Bats’ hind legs are turned from their hips in a 90-degree rotation and when their knees are bent they point backwards or to the sides. Many insectivorous bats hunt by forming a web-like trap with their legs and the membrane of skin between them and their tail.
Horseshoe bats hang from one leg and spin around to see what is going on around them.
A bat hanging or sleeping upside down with its legs (claws) makes no effort to hold on, its muscles are relaxed in this position (if we hang with our fingers, we have to force ourselves after a while we start to feel muscle cramps and we have to let go) .

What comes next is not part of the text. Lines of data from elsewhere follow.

//! Ingestion flow: episode first, then extraction, resolution, and fact
//! writes.
//!
//! The episode is persisted before the extraction provider is called. A
//! provider failure therefore never loses data; the response carries a
//! warning and the raw episode remains available for re-processing.

use std::collections::HashMap;

use tracing::{debug, warn};

use tempograph_core::{
    match_candidate, Entity, EntityId, Episode, Fact, FactWrite, MatchDecision, PartitionFilter,
};
use tempograph_extraction::{with_retries, CandidateFact, ExtractionOutput};

use crate::engine::Engine;
use crate::error::EngineError;
use crate::types::{
    resolve_group_id, CustomerContext, IngestRequest, IngestResponse, TenantContext,
};

impl Engine {
    /// Ingest one episode into its tenant partition.
    pub async fn ingest(&self, request: IngestRequest) -> Result<IngestResponse, EngineError> {
        let group_id = resolve_group_id(
            request.tenant_id.as_deref(),
            request.tenant_context.as_ref(),
        )?;

        let episode = Episode::new(
            group_id.clone(),
            request.data,
            request.reference_time,
            request.context.clone(),
        );
        let episode_id = episode.id;
        let extraction_text = episode.content.as_extraction_text();
        // Persisted before any provider call.
        self.store().write_episode(episode.clone());
        self.note_episode_ingested();

        let context = self.assemble_context(
            &group_id,
            episode_id,
            request.context.as_deref(),
            request.tenant_context.as_ref(),
            request.customer_context.as_ref(),
        );

        let policy = self.retry_policy();
        let extraction = match with_retries(&policy, || {
            self.extractor.extract(&extraction_text, &context)
        })
        .await
        {
            Ok(output) => output,
            Err(err) => {
                warn!(%group_id, %episode_id, %err, "extraction failed, episode kept without graph updates");
                return Ok(IngestResponse {
                    episode_id,
                    group_id,
                    entities_created: 0,
                    entities_merged: 0,
                    facts_created: 0,
                    facts_duplicated: 0,
                    facts_superseded: 0,
                    warning: Some(format!("extraction failed: {err}")),
                });
            }
        };

        let mut response = IngestResponse {
            episode_id,
            group_id: group_id.clone(),
            entities_created: 0,
            entities_merged: 0,
            facts_created: 0,
            facts_duplicated: 0,
            facts_superseded: 0,
            warning: None,
        };

        let resolved = self
            .resolve_entities(&group_id, &episode, &extraction, &mut response)
            .await;
        self.write_facts(&group_id, &episode, extraction.facts, &resolved, &mut response)
            .await;

        debug!(
            %group_id,
            %episode_id,
            entities_created = response.entities_created,
            facts_created = response.facts_created,
            "ingested episode"
        );
        Ok(response)
    }

    /// Recent-episode snippets plus tenant and customer hints, as extraction
    /// context for one new episode.
    fn assemble_context(
        &self,
        group_id: &str,
        current_episode: tempograph_core::EpisodeId,
        request_context: Option<&str>,
        tenant: Option<&TenantContext>,
        customer: Option<&CustomerContext>,
    ) -> String {
        let mut parts: Vec<String> = Vec::new();
        if let Some(ctx) = request_context {
            parts.push(ctx.to_string());
        }
        parts.push(format!("Tenant ID: {group_id}"));
        if let Some(tc) = tenant {
            if let Some(name) = &tc.tenant_name {
                parts.push(format!("Tenant Name: {name}"));
            }
            if let Some(address) = &tc.tenant_address {
                parts.push(format!("Tenant Address: {address}"));
            }
        }
        if let Some(cc) = customer {
            if let Some(id) = &cc.customer_id {
                parts.push(format!("Customer ID: {id}"));
            }
            if let Some(name) = &cc.customer_name {
                parts.push(format!("Customer: {name}"));
            }
            if let Some(address) = &cc.customer_address {
                parts.push(format!("Customer Address: {address}"));
            }
        }
        let mut context = parts.join(". ");

        let recent = self
            .store()
            .recent_episodes(group_id, self.config.search.context_episodes);
        let snippets: Vec<String> = recent
            .iter()
            .filter(|e| e.id != current_episode)
            .map(|e| {
                let text = e.content.as_extraction_text();
                let snippet: String = text.chars().take(200).collect();
                format!("- {snippet}")
            })
            .collect();
        if !snippets.is_empty() {
            context.push_str("\n\nRecent episodes:\n");
            context.push_str(&snippets.join("\n"));
        }
        context
    }

    /// Resolve extracted entities against the partition. Returns the name to
    /// stored-id mapping for fact endpoint rewriting.
    ///
    /// Any resolver-side provider failure falls back to creating a new
    /// entity: a duplicate is recoverable, a wrong merge is not.
    async fn resolve_entities(
        &self,
        group_id: &str,
        episode: &Episode,
        extraction: &ExtractionOutput,
        response: &mut IngestResponse,
    ) -> HashMap<String, EntityId> {
        let policy = self.retry_policy();
        let resolver_config = self.config.resolver_config();
        let mut resolved: HashMap<String, EntityId> = HashMap::new();

        for candidate in &extraction.entities {
            let key = candidate.name.to_lowercase();
            if resolved.contains_key(&key) {
                continue;
            }

            let embedding = match with_retries(&policy, || self.embedder.embed(&candidate.name))
                .await
            {
                Ok(vec) => Some(vec),
                Err(err) => {
                    warn!(group_id, name = %candidate.name, %err, "embedding failed during resolution");
                    None
                }
            };

            let stored = self.store().embedded_entities(group_id);
            let decision = match self.store().find_entity_ci(group_id, &candidate.name) {
                Some(existing) => MatchDecision::Exact(existing.id),
                None => match_candidate(
                    &candidate.name,
                    embedding.as_deref(),
                    &stored,
                    &resolver_config,
                ),
            };

            let id = match decision {
                MatchDecision::Exact(id) => {
                    self.merge_provenance(group_id, id, episode);
                    response.entities_merged += 1;
                    id
                }
                MatchDecision::Fuzzy { id, name, score } => {
                    let confirmed = with_retries(&policy, || {
                        self.extractor.confirm_equivalence(&candidate.name, &name)
                    })
                    .await;
                    match confirmed {
                        Ok(true) => {
                            debug!(group_id, candidate = %candidate.name, matched = %name, score, "fuzzy merge confirmed");
                            self.merge_provenance(group_id, id, episode);
                            response.entities_merged += 1;
                            id
                        }
                        Ok(false) => {
                            self.create_entity(group_id, candidate, embedding, episode, response)
                        }
                        Err(err) => {
                            warn!(group_id, candidate = %candidate.name, %err, "equivalence check failed, creating new entity");
                            self.create_entity(group_id, candidate, embedding, episode, response)
                        }
                    }
                }
                MatchDecision::New => {
                    self.create_entity(group_id, candidate, embedding, episode, response)
                }
            };
            resolved.insert(key, id);
        }
        resolved
    }

    fn create_entity(
        &self,
        group_id: &str,
        candidate: &tempograph_extraction::CandidateEntity,
        embedding: Option<Vec<f32>>,
        episode: &Episode,
        response: &mut IngestResponse,
    ) -> EntityId {
        let mut entity = Entity::new(
            group_id,
            candidate.name.clone(),
            candidate.entity_type.clone(),
            episode.id,
        );
        entity.embedding = embedding;
        response.entities_created += 1;
        self.store().write_entity(entity)
    }

    fn merge_provenance(&self, group_id: &str, id: EntityId, episode: &Episode) {
        let filter = PartitionFilter::one(group_id);
        if let Some(mut entity) = self.store().entity(&filter, id) {
            if !entity.source_episodes.contains(&episode.id) {
                entity.source_episodes.push(episode.id);
                self.store().update_entity(entity);
            }
        }
    }

    /// Rewrite fact endpoints to resolved ids and write with idempotency and
    /// supersession. Facts naming an endpoint extraction never listed get a
    /// new entity for it rather than being dropped.
    async fn write_facts(
        &self,
        group_id: &str,
        episode: &Episode,
        facts: Vec<CandidateFact>,
        resolved: &HashMap<String, EntityId>,
        response: &mut IngestResponse,
    ) {
        let policy = self.retry_policy();
        for candidate in facts {
            let source = self
                .endpoint_id(group_id, &candidate.source, resolved, episode, response);
            let target = self
                .endpoint_id(group_id, &candidate.target, resolved, episode, response);

            let embedding =
                match with_retries(&policy, || self.embedder.embed(&candidate.assertion)).await {
                    Ok(vec) => Some(vec),
                    Err(err) => {
                        warn!(group_id, %err, "assertion embedding failed, fact stored without vector");
                        None
                    }
                };

            let mut fact = Fact::new(
                group_id,
                source,
                target,
                candidate.name,
                candidate.assertion,
                candidate.valid_at.unwrap_or(episode.valid_at),
                episode.id,
            );
            fact.embedding = embedding;

            match self.store().write_fact(fact) {
                FactWrite::Created(_) => response.facts_created += 1,
                FactWrite::Duplicate(_) => response.facts_duplicated += 1,
                FactWrite::Superseded { expired, .. } => {
                    response.facts_created += 1;
                    response.facts_superseded += expired.len();
                }
            }
        }
    }

    fn endpoint_id(
        &self,
        group_id: &str,
        name: &str,
        resolved: &HashMap<String, EntityId>,
        episode: &Episode,
        response: &mut IngestResponse,
    ) -> EntityId {
        if let Some(id) = resolved.get(&name.to_lowercase()) {
            return *id;
        }
        if let Some(existing) = self.store().find_entity_ci(group_id, name) {
            return existing.id;
        }
        response.entities_created += 1;
        self.store()
            .write_entity(Entity::new(group_id, name, "entity", episode.id))
    }
}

They do not have opposable thumbs, also to minimize the effort of contracting them, their fingers are all the same length, some tendons are what close and keep the claws in place (the same mechanism of birds when they sleep clinging to a branch) and it is a mechanism so efficient that the bat must make an effort to extricate itself if it needs to fly elsewhere such as looking for food. Researchers who catch bats in their nets must also release them by pulling up first because if they are pulled down the legs automatically close.
Sometimes dead bats hang like this and you have to yank them out of their grip.
And as for why they don’t get blood rushing to their heads or get dizzy and faint on their heads, it’s because they’re adapted to being in this position unlike us (just like South American sloths and some types of Asian parrots called bat parrots that sleep upside down) their size is a factor in their favor we are too big and massive with too much blood in our torrent, all that amount increases the pressure and makes us dizzy. In a bat, gravity does not affect this fluid in the same way and it does not harm them to hang.